◆ Task brief
Of the entries below, copy only those lines that contain the word "increment".

#### Dataset extract ####

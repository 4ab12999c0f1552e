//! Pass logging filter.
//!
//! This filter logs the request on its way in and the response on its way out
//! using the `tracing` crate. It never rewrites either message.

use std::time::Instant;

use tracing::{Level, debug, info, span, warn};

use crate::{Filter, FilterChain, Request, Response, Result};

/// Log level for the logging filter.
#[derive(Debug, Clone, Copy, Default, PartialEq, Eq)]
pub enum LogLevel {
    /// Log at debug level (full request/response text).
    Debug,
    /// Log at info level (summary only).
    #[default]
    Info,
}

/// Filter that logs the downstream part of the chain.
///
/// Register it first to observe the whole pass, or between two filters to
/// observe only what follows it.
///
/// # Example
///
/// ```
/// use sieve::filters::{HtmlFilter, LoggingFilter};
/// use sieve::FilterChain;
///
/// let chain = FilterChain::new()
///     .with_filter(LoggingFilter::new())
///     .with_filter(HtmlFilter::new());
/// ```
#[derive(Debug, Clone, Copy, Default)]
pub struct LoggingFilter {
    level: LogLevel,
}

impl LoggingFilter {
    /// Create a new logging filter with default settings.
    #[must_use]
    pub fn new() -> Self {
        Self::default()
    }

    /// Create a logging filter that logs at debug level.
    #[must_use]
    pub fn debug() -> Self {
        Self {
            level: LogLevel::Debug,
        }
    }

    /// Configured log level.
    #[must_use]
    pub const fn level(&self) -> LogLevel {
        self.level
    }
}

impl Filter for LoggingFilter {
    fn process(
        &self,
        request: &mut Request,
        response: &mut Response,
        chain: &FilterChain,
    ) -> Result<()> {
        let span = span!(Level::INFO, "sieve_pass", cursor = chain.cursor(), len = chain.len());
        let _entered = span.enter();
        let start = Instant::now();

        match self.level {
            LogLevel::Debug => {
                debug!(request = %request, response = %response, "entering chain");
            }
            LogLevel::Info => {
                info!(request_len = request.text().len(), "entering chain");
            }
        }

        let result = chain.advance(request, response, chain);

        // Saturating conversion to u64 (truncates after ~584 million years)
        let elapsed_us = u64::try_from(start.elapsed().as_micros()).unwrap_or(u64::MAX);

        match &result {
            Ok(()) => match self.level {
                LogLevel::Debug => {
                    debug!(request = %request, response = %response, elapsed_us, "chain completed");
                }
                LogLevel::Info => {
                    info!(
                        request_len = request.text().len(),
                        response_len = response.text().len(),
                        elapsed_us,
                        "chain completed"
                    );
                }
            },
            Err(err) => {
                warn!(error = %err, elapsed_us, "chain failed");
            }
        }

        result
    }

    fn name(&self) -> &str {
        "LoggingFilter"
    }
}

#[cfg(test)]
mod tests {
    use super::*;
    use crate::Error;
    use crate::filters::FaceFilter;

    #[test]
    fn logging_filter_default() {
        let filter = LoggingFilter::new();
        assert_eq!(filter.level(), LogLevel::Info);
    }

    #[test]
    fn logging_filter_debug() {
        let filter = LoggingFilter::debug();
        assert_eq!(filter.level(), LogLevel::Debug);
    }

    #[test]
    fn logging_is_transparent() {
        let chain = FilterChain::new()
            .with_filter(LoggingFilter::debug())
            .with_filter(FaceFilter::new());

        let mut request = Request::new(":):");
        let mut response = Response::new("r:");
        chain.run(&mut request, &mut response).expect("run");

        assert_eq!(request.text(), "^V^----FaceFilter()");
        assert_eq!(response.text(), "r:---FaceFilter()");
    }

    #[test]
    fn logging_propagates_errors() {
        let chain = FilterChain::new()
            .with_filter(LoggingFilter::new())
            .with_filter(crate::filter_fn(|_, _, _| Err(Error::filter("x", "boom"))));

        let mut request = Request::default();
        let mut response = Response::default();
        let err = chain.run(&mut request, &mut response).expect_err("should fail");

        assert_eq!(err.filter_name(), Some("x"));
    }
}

####
#### Dataset extract ####

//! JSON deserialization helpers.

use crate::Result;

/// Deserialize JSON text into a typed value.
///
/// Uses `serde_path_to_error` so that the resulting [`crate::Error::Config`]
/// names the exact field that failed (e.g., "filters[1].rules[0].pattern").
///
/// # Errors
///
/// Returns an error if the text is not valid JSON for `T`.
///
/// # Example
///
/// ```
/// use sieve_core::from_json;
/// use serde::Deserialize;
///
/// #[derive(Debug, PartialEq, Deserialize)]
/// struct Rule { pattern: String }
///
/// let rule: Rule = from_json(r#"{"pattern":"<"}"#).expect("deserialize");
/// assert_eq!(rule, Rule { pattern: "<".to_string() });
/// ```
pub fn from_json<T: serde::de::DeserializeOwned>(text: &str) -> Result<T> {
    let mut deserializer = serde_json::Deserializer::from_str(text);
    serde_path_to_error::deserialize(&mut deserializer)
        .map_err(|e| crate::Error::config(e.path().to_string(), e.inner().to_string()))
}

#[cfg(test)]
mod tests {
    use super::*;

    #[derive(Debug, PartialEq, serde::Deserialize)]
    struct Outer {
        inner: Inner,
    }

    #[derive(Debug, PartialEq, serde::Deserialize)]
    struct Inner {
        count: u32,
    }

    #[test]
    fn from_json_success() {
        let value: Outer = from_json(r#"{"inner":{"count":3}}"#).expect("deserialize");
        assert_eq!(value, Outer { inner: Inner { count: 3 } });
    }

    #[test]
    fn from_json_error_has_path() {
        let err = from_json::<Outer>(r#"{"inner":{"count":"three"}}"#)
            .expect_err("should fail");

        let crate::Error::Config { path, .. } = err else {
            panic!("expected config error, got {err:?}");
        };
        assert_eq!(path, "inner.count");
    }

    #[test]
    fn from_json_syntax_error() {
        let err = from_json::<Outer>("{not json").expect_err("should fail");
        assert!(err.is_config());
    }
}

####
#### Dataset extract ####

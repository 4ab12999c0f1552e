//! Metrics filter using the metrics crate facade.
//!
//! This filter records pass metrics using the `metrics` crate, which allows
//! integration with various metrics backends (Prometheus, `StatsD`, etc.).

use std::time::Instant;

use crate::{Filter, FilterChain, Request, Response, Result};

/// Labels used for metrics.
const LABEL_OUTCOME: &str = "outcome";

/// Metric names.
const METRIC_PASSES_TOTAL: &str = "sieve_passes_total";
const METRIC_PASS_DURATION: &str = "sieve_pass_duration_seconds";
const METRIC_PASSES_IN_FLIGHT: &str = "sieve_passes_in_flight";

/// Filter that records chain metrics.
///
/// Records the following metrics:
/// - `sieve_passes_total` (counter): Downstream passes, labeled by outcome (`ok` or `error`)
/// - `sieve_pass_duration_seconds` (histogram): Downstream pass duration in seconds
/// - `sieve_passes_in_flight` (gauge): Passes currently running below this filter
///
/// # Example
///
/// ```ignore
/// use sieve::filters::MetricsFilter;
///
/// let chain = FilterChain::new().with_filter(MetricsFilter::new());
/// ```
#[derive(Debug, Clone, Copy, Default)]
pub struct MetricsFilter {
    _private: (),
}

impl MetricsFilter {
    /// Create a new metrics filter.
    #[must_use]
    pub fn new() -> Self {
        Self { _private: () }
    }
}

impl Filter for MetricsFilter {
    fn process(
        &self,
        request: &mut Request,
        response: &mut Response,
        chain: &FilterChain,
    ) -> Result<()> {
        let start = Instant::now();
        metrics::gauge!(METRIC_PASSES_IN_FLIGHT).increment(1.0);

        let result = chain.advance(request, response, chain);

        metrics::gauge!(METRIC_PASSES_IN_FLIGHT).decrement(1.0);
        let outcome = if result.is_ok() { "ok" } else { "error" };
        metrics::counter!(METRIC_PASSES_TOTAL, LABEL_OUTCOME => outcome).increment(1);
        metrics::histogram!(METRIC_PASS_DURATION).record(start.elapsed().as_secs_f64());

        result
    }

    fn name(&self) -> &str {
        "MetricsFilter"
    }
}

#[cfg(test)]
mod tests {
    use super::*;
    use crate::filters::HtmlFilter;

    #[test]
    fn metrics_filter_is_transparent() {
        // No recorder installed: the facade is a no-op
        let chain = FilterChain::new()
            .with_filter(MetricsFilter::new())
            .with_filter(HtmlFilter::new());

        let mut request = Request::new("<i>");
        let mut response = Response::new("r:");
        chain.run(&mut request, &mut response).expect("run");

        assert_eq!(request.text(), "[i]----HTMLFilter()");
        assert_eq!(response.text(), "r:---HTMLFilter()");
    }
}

####

◆ Exercise output
        metrics::gauge!(METRIC_PASSES_IN_FLIGHT).increment(1.0);
        metrics::counter!(METRIC_PASSES_TOTAL, LABEL_OUTCOME => outcome).increment(1);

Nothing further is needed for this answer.